● **Exercise objective**
Each entry must be restated word for word.

(Saved data entries)
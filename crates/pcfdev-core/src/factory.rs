//! Builds the state object for a VM from what the hypervisor reports.

use crate::config::{VmConfig, SSH_HOST};
use crate::context::Context;
use crate::error::Result;
use crate::provision;
use crate::state::{
    Aborted, Invalid, NotCreated, Recoverable, Running, Stopped, Suspended, Unprovisioned, Vm,
};
use pcfdev_vm::RunState;
use std::sync::Arc;

/// Classifies VMs into lifecycle states.
///
/// Nothing is cached: every call to [`vm`](Self::vm) queries the hypervisor
/// and, for running VMs, the guest.
#[derive(Clone)]
pub struct VmFactory {
    ctx: Arc<Context>,
}

impl VmFactory {
    /// Create a factory over the given collaborators.
    pub fn new(ctx: Arc<Context>) -> Self {
        Self { ctx }
    }

    /// Current state of the VM called `name`.
    ///
    /// # Errors
    /// Only fails if the hypervisor cannot say whether the VM exists. A VM
    /// that exists but cannot be read is reported as [`Vm::Invalid`].
    pub async fn vm(&self, name: &str) -> Result<Vm> {
        if !self.ctx.vbox.vm_exists(name).await? {
            tracing::debug!(vm = %name, "VM not created");
            return Ok(Vm::NotCreated(NotCreated::new(name, Arc::clone(&self.ctx))));
        }

        let config = match self.ctx.vbox.vm_config(name).await {
            Ok(config) => config,
            Err(e) => {
                tracing::warn!(vm = %name, error = %e, "Failed to read VM configuration");
                return Ok(Vm::Invalid(Invalid::new(e.to_string())));
            }
        };

        let run_state = match self.ctx.vbox.vm_state(name).await {
            Ok(state) => state,
            Err(e) => {
                tracing::warn!(vm = %name, error = %e, "Failed to read VM state");
                return Ok(Vm::Invalid(Invalid::new(e.to_string())));
            }
        };

        let vm = self.classify(config, run_state).await;
        tracing::debug!(vm = %name, state = %vm.kind(), "Classified VM");
        Ok(vm)
    }

    async fn classify(&self, config: VmConfig, run_state: RunState) -> Vm {
        let ctx = Arc::clone(&self.ctx);
        match run_state {
            RunState::Running => self.classify_running(config).await,
            RunState::Suspended => Vm::Suspended(Suspended::new(config, ctx)),
            RunState::Saved => Vm::Saved(Suspended::new(config, ctx)),
            RunState::Paused => Vm::Paused(Suspended::new(config, ctx)),
            RunState::PoweredOff => Vm::Stopped(Stopped::new(config, ctx)),
            RunState::Aborted => Vm::Aborted(Aborted::new(config, ctx)),
            RunState::Unknown(state) => {
                Vm::Invalid(Invalid::new(format!("unknown VM state '{state}'")))
            }
        }
    }

    /// A running VM is only usable once the guest reports provisioning done.
    async fn classify_running(&self, config: VmConfig) -> Vm {
        let ctx = Arc::clone(&self.ctx);
        let marker = self
            .ctx
            .shell
            .get_output(
                &provision::marker_check_command(),
                SSH_HOST,
                config.ssh_port,
                self.ctx.settings.ssh_timeout,
            )
            .await;

        match marker {
            Ok(output) if provision::is_provisioned(&output) => {
                Vm::Running(Running::new(config, ctx))
            }
            Ok(_) => Vm::Unprovisioned(Unprovisioned::new(config, ctx)),
            Err(e) => {
                tracing::warn!(vm = %config.name, error = %e, "Guest unreachable");
                Vm::Recoverable(Recoverable::new(config, ctx))
            }
        }
    }
}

● **Task output**
filename crates/pcfdev-core/src/factory.rs
//! Builds the state object for a VM from what the hypervisor reports.

use crate::config::{VmConfig, SSH_HOST};
use crate::context::Context;
use crate::error::Result;
use crate::provision;
use crate::state::{
    Aborted, Invalid, NotCreated, Recoverable, Running, Stopped, Suspended, Unprovisioned, Vm,
};
use pcfdev_vm::RunState;
use std::sync::Arc;

/// Classifies VMs into lifecycle states.
///
/// Nothing is cached: every call to [`vm`](Self::vm) queries the hypervisor
/// and, for running VMs, the guest.
#[derive(Clone)]
pub struct VmFactory {
    ctx: Arc<Context>,
}

impl VmFactory {
    /// Create a factory over the given collaborators.
    pub fn new(ctx: Arc<Context>) -> Self {
        Self { ctx }
    }

    /// Current state of the VM called `name`.
    ///
    /// # Errors
    /// Only fails if the hypervisor cannot say whether the VM exists. A VM
    /// that exists but cannot be read is reported as [`Vm::Invalid`].
    pub async fn vm(&self, name: &str) -> Result<Vm> {
        if !self.ctx.vbox.vm_exists(name).await? {
            tracing::debug!(vm = %name, "VM not created");
            return Ok(Vm::NotCreated(NotCreated::new(name, Arc::clone(&self.ctx))));
        }

        let config = match self.ctx.vbox.vm_config(name).await {
            Ok(config) => config,
            Err(e) => {
                tracing::warn!(vm = %name, error = %e, "Failed to read VM configuration");
                return Ok(Vm::Invalid(Invalid::new(e.to_string())));
            }
        };

        let run_state = match self.ctx.vbox.vm_state(name).await {
            Ok(state) => state,
            Err(e) => {
                tracing::warn!(vm = %name, error = %e, "Failed to read VM state");
                return Ok(Vm::Invalid(Invalid::new(e.to_string())));
            }
        };

        let vm = self.classify(config, run_state).await;
        tracing::debug!(vm = %name, state = %vm.kind(), "Classified VM");
        Ok(vm)
    }

    async fn classify(&self, config: VmConfig, run_state: RunState) -> Vm {
        let ctx = Arc::clone(&self.ctx);
        match run_state {
            RunState::Running => self.classify_running(config).await,
            RunState::Suspended => Vm::Suspended(Suspended::new(config, ctx)),
            RunState::Saved => Vm::Saved(Suspended::new(config, ctx)),
            RunState::Paused => Vm::Paused(Suspended::new(config, ctx)),
            RunState::PoweredOff => Vm::Stopped(Stopped::new(config, ctx)),
            RunState::Aborted => Vm::Aborted(Aborted::new(config, ctx)),
            RunState::Unknown(state) => {
                Vm::Invalid(Invalid::new(format!("unknown VM state '{state}'")))
            }
        }
    }

    /// A running VM is only usable once the guest reports provisioning done.
    async fn classify_running(&self, config: VmConfig) -> Vm {
        let ctx = Arc::clone(&self.ctx);
        let marker = self
            .ctx
            .shell
            .get_output(
                &provision::marker_check_command(),
                SSH_HOST,
                config.ssh_port,
                self.ctx.settings.ssh_timeout,
            )
            .await;

        match marker {
            Ok(output) if provision::is_provisioned(&output) => {
                Vm::Running(Running::new(config, ctx))
            }
            Ok(_) => Vm::Unprovisioned(Unprovisioned::new(config, ctx)),
            Err(e) => {
                tracing::warn!(vm = %config.name, error = %e, "Guest unreachable");
                Vm::Recoverable(Recoverable::new(config, ctx))
            }
        }
    }
}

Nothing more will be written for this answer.